SUPPLIED RECORDS
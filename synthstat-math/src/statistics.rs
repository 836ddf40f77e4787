use libm::sqrt;

use crate::summation::compensated_sum;

/// Mean and spread of a single column of samples.
#[derive(Debug, Clone, Copy, PartialEq)]
pub struct ColumnStats {
    /// The arithmetic mean of the column.
    pub mean: f64,
    /// The population standard deviation (divides by N, not N - 1).
    pub std_dev: f64,
}

/// Arithmetic mean of `values`, or `None` for an empty slice.
pub fn mean(values: &[f64]) -> Option<f64> {
    if values.is_empty() {
        return None;
    }
    Some(compensated_sum(values) / values.len() as f64)
}

/// Population variance: the average squared deviation from the mean.
pub fn population_variance(values: &[f64]) -> Option<f64> {
    let mean = mean(values)?;
    let len = values.len() as f64;

    let sum_sq = values
        .iter()
        .map(|value| {
            let diff = value - mean;
            diff * diff
        })
        .fold(0.0_f64, |acc, sq| acc + sq);

    Some(sum_sq / len)
}

/// Population standard deviation, the square root of [`population_variance`].
pub fn population_std_dev(values: &[f64]) -> Option<f64> {
    population_variance(values).map(sqrt)
}

/// Calculates mean and population standard deviation for a slice of values.
///
/// Returns `None` when the slice is empty, since neither quantity is defined.
pub fn compute_stats(values: &[f64]) -> Option<ColumnStats> {
    let mean = mean(values)?;
    let std_dev = population_std_dev(values)?;
    Some(ColumnStats { mean, std_dev })
}


#[cfg(test)]
mod proptests {
    use super::*;
    use proptest::prelude::*;

    fn unit_vec(min_len: usize, max_len: usize) -> impl Strategy<Value = std::vec::Vec<f64>> {
        proptest::collection::vec(0.0_f64..1.0, min_len..=max_len)
    }

    proptest! {
        #[test]
        fn std_dev_is_non_negative_and_finite(data in unit_vec(1, 200)) {
            let sd = population_std_dev(&data).unwrap();
            prop_assert!(sd >= 0.0);
            prop_assert!(sd.is_finite());
        }

        #[test]
        fn mean_stays_inside_the_sample_range(data in unit_vec(1, 200)) {
            let m = mean(&data).unwrap();
            let lo = data.iter().cloned().fold(f64::INFINITY, f64::min);
            let hi = data.iter().cloned().fold(f64::NEG_INFINITY, f64::max);
            prop_assert!(m >= lo - 1e-12 && m <= hi + 1e-12);
        }
    }
}
//! Render-independent description of the two-panel analysis figure.
//!
//! [`build_figure`] does all the data work of plotting: colour-mapping and
//! annotating the heatmap, and fitting the regression line to whatever table
//! it is given. Sinks only have to draw what is described here.

use log::debug;
use serde::Serialize;
use synthstat_math::linear_fit;

use crate::colormap::{DivergingScale, Rgb};
use crate::config::FigureConfig;
use crate::dataset::{RandomMatrix, Sample, SampleTable};
use crate::errors::AnalysisError;
use crate::format::format_general;

pub const HEATMAP_TITLE: &str = "Heatmap of Random Data";
pub const SCATTER_TITLE: &str = "Scatter Plot of Random Data";
pub const POINTS_LABEL: &str = "Data Points";
pub const REGRESSION_LABEL: &str = "Regression Line";

/// Significant digits used for heatmap annotations.
const ANNOTATION_DIGITS: usize = 2;

/// Slope and intercept of an ordinary least-squares line.
#[derive(Debug, Clone, Copy, PartialEq, Serialize)]
pub struct RegressionLine {
    pub slope: f64,
    pub intercept: f64,
}

impl RegressionLine {
    pub fn predict(&self, x: f64) -> f64 {
        self.slope * x + self.intercept
    }
}

/// Fits a degree-1 polynomial to the table's `(x, y)` pairs.
pub fn fit_regression(table: &SampleTable) -> Result<RegressionLine, AnalysisError> {
    if table.is_empty() {
        return Err(AnalysisError::EmptyTable);
    }
    let fit = linear_fit(table.xs(), table.ys()).ok_or(AnalysisError::DegenerateColumn("x"))?;
    Ok(RegressionLine {
        slope: fit.slope,
        intercept: fit.intercept,
    })
}

/// One coloured, optionally labelled heatmap cell.
#[derive(Debug, Clone, PartialEq, Serialize)]
pub struct HeatmapCell {
    pub row: usize,
    pub col: usize,
    pub value: f64,
    pub color: Rgb,
    pub label: Option<String>,
    pub dark_text: bool,
}

#[derive(Debug, Clone, PartialEq, Serialize)]
pub struct HeatmapPanel {
    pub title: &'static str,
    pub rows: usize,
    pub cols: usize,
    /// Row-major cells.
    pub cells: Vec<HeatmapCell>,
    pub vmin: f64,
    pub vmax: f64,
    /// Cells are drawn square.
    pub square: bool,
}

impl HeatmapPanel {
    pub fn cell(&self, row: usize, col: usize) -> Option<&HeatmapCell> {
        if row < self.rows && col < self.cols {
            self.cells.get(row * self.cols + col)
        } else {
            None
        }
    }

    /// The scale shared by the cells and the colour bar.
    pub fn scale(&self) -> DivergingScale {
        DivergingScale::new(self.vmin, self.vmax)
    }

    /// `steps + 1` evenly spaced colour bar stops from `vmin` up to `vmax`.
    pub fn color_bar(&self, steps: usize) -> Vec<ColorBarStop> {
        let scale = self.scale();
        let steps = steps.max(1);
        (0..=steps)
            .map(|i| {
                let value = if i == steps {
                    self.vmax
                } else {
                    self.vmin + (self.vmax - self.vmin) * i as f64 / steps as f64
                };
                ColorBarStop {
                    value,
                    color: scale.color(value),
                }
            })
            .collect()
    }
}

/// One sampled point of the heatmap colour bar.
#[derive(Debug, Clone, Copy, PartialEq, Serialize)]
pub struct ColorBarStop {
    pub value: f64,
    pub color: Rgb,
}

#[derive(Debug, Clone, PartialEq, Serialize)]
pub struct ScatterPanel {
    pub title: &'static str,
    pub x_label: &'static str,
    pub y_label: &'static str,
    pub points: Vec<Sample>,
    pub points_label: &'static str,
    pub regression: RegressionLine,
    pub regression_label: &'static str,
    pub regression_color: Rgb,
}

impl ScatterPanel {
    /// Axis-aligned bounds `(x_min, x_max, y_min, y_max)` of points and line.
    pub fn bounds(&self) -> (f64, f64, f64, f64) {
        let mut b = self.points.iter().fold(
            (f64::INFINITY, f64::NEG_INFINITY, f64::INFINITY, f64::NEG_INFINITY),
            |(x0, x1, y0, y1), p| (x0.min(p.x), x1.max(p.x), y0.min(p.y), y1.max(p.y)),
        );
        for y in [self.regression.predict(b.0), self.regression.predict(b.1)] {
            b.2 = b.2.min(y);
            b.3 = b.3.max(y);
        }
        b
    }

    /// The regression line evaluated at the smallest and largest `x`.
    pub fn line_endpoints(&self) -> [(f64, f64); 2] {
        let (x0, x1, _, _) = self.bounds();
        [(x0, self.regression.predict(x0)), (x1, self.regression.predict(x1))]
    }
}

/// The complete figure handed to a [`crate::sink::FigureSink`].
#[derive(Debug, Clone, PartialEq, Serialize)]
pub struct Figure {
    pub width_units: f64,
    pub height_units: f64,
    pub pixel_size: (u32, u32),
    pub heatmap: HeatmapPanel,
    pub scatter: ScatterPanel,
}

/// Builds the heatmap and scatter panels for one run.
pub fn build_figure(
    matrix: &RandomMatrix,
    table: &SampleTable,
    config: &FigureConfig,
) -> Result<Figure, AnalysisError> {
    let heatmap = build_heatmap(matrix, config.annotate);
    let regression = fit_regression(table)?;
    debug!(
        "Fitted regression line: slope={:.4}, intercept={:.4}",
        regression.slope, regression.intercept
    );

    let scatter = ScatterPanel {
        title: SCATTER_TITLE,
        x_label: "X",
        y_label: "Y",
        points: table.iter().collect(),
        points_label: POINTS_LABEL,
        regression,
        regression_label: REGRESSION_LABEL,
        regression_color: Rgb(255, 0, 0),
    };

    Ok(Figure {
        width_units: config.width_units,
        height_units: config.height_units,
        pixel_size: config.pixel_size(),
        heatmap,
        scatter,
    })
}

fn build_heatmap(matrix: &RandomMatrix, annotate: bool) -> HeatmapPanel {
    let (vmin, vmax) = matrix.value_range();
    let scale = DivergingScale::new(vmin, vmax);

    let mut cells = Vec::with_capacity(matrix.values().len());
    for row in 0..matrix.rows() {
        let Some(values) = matrix.row(row) else { continue };
        for (col, &value) in values.iter().enumerate() {
            let color = scale.color(value);
            cells.push(HeatmapCell {
                row,
                col,
                value,
                color,
                label: annotate.then(|| format_general(value, ANNOTATION_DIGITS)),
                dark_text: color.prefers_dark_text(),
            });
        }
    }

    HeatmapPanel {
        title: HEATMAP_TITLE,
        rows: matrix.rows(),
        cols: matrix.cols(),
        cells,
        vmin,
        vmax,
        square: true,
    }
}

#[cfg(test)]
mod tests {
    use super::*;
    use crate::colormap::coolwarm;

    fn line_table() -> SampleTable {
        let x = vec![0.0, 0.25, 0.5, 0.75, 1.0];
        let y = x.iter().map(|v| 2.0 * v + 1.0).collect();
        SampleTable::from_columns(x, y).unwrap()
    }

    fn small_matrix() -> RandomMatrix {
        RandomMatrix::from_shape_vec(2, 2, vec![0.1, 0.5, 0.9, 0.3]).unwrap()
    }

    #[test]
    fn regression_recovers_exact_line() {
        let line = fit_regression(&line_table()).unwrap();
        assert!((line.slope - 2.0).abs() < 1e-12);
        assert!((line.intercept - 1.0).abs() < 1e-12);
    }

    #[test]
    fn heatmap_cells_are_coloured_and_labelled() {
        let figure = build_figure(&small_matrix(), &line_table(), &FigureConfig::default()).unwrap();
        let heatmap = &figure.heatmap;

        assert_eq!((heatmap.rows, heatmap.cols), (2, 2));
        assert_eq!((heatmap.vmin, heatmap.vmax), (0.1, 0.9));
        assert_eq!(heatmap.cell(0, 0).unwrap().color, coolwarm(0.0));
        assert_eq!(heatmap.cell(1, 0).unwrap().color, coolwarm(1.0));
        assert_eq!(heatmap.cell(0, 1).unwrap().label.as_deref(), Some("0.5"));
        assert_eq!(heatmap.cell(1, 1).unwrap().label.as_deref(), Some("0.3"));
    }

    #[test]
    fn color_bar_spans_the_full_scale() {
        let figure = build_figure(&small_matrix(), &line_table(), &FigureConfig::default()).unwrap();
        let bar = figure.heatmap.color_bar(8);

        assert_eq!(bar.len(), 9);
        assert_eq!(bar[0].value, 0.1);
        assert_eq!(bar[8].value, 0.9);
        assert_eq!(bar[0].color, coolwarm(0.0));
        assert_eq!(bar[8].color, coolwarm(1.0));
        assert!(bar.windows(2).all(|w| w[0].value < w[1].value));
    }

    #[test]
    fn annotations_can_be_disabled() {
        let config = FigureConfig { annotate: false, ..Default::default() };
        let figure = build_figure(&small_matrix(), &line_table(), &config).unwrap();
        assert!(figure.heatmap.cells.iter().all(|c| c.label.is_none()));
    }

    #[test]
    fn scatter_panel_carries_labels_and_endpoints() {
        let figure = build_figure(&small_matrix(), &line_table(), &FigureConfig::default()).unwrap();
        let scatter = &figure.scatter;

        assert_eq!(scatter.points.len(), 5);
        assert_eq!(scatter.title, SCATTER_TITLE);
        assert_eq!(scatter.regression_label, REGRESSION_LABEL);

        let [(x0, y0), (x1, y1)] = scatter.line_endpoints();
        assert_eq!((x0, x1), (0.0, 1.0));
        assert!((y0 - 1.0).abs() < 1e-12);
        assert!((y1 - 3.0).abs() < 1e-12);
        assert_eq!(figure.pixel_size, (1600, 600));
    }

    #[test]
    fn constant_x_cannot_be_fitted() {
        let table = SampleTable::from_columns(vec![0.5, 0.5], vec![1.0, 2.0]).unwrap();
        let err = build_figure(&small_matrix(), &table, &FigureConfig::default()).unwrap_err();
        assert!(matches!(err, AnalysisError::DegenerateColumn("x")));
    }
}
//! The analysis pipeline: generate, visualize, then compute statistics.
//!
//! Each stage returns its own `Result`. The pipeline stops at the first failure,
//! so a caller never sees statistics from a run whose figure could not be drawn.

use chrono::{DateTime, Utc};
use log::{debug, info};
use serde::Serialize;
use std::fs;
use std::path::Path;

use crate::config::{AnalysisConfig, FigureConfig};
use crate::dataset::{RandomMatrix, SampleTable};
use crate::errors::AnalysisError;
use crate::figure::{build_figure, RegressionLine};
use crate::generator::generate_random_data;
use crate::sink::FigureSink;
use crate::statistics::{calculate_statistics, SummaryStatistics};

/// Prefix of the single line printed when any stage fails.
pub const FAILURE_PREFIX: &str = "An error occurred:";

/// Formats the one-line failure message shown to the user.
pub fn failure_line(message: impl std::fmt::Display) -> String {
    format!("{} {}", FAILURE_PREFIX, message)
}

/// Everything a successful run produced, ready to print or serialize.
#[derive(Debug, Clone, Serialize)]
pub struct AnalysisReport {
    pub generated_at: DateTime<Utc>,
    pub config: AnalysisConfig,
    pub statistics: SummaryStatistics,
    pub regression: RegressionLine,
}

impl AnalysisReport {
    /// The five statistics lines, in output order.
    pub fn report_lines(&self) -> Vec<String> {
        self.statistics.report_lines()
    }

    /// Writes the report as pretty-printed JSON.
    pub fn write_json<P: AsRef<Path>>(&self, path: P) -> Result<(), AnalysisError> {
        let path = path.as_ref();
        let json = serde_json::to_string_pretty(self)?;
        fs::write(path, json)?;
        info!("Wrote JSON report to {}", path.display());
        Ok(())
    }
}

/// Builds the figure for `matrix` and `table` and hands it to every sink in order.
///
/// Returns the regression line drawn on the scatter panel.
pub fn visualize(
    matrix: &RandomMatrix,
    table: &SampleTable,
    config: &FigureConfig,
    sinks: &mut [Box<dyn FigureSink>],
) -> Result<RegressionLine, AnalysisError> {
    let figure = build_figure(matrix, table, config)?;
    for sink in sinks.iter_mut() {
        debug!("Presenting figure with sink '{}'", sink.name());
        sink.present(&figure)?;
    }
    Ok(figure.scatter.regression)
}

/// Runs the visualize and statistics stages over already generated data.
pub fn analyze(
    matrix: &RandomMatrix,
    table: &SampleTable,
    config: &AnalysisConfig,
    sinks: &mut [Box<dyn FigureSink>],
) -> Result<AnalysisReport, AnalysisError> {
    let regression = visualize(matrix, table, &config.figure, sinks)?;
    let statistics = calculate_statistics(table)?;

    Ok(AnalysisReport {
        generated_at: Utc::now(),
        config: config.clone(),
        statistics,
        regression,
    })
}

/// Runs the full pipeline: generate → visualize → compute statistics.
pub fn run_analysis(
    config: &AnalysisConfig,
    sinks: &mut [Box<dyn FigureSink>],
) -> Result<AnalysisReport, AnalysisError> {
    info!("Starting analysis run.");
    let (matrix, table) = generate_random_data(&config.generator)?;
    let report = analyze(&matrix, &table, config, sinks)?;
    info!("Analysis run completed.");
    Ok(report)
}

THE PROBLEM
How many lines in this material contain the string "sqrt"? Only the number is wanted.

EXERCISE RESPONSE
2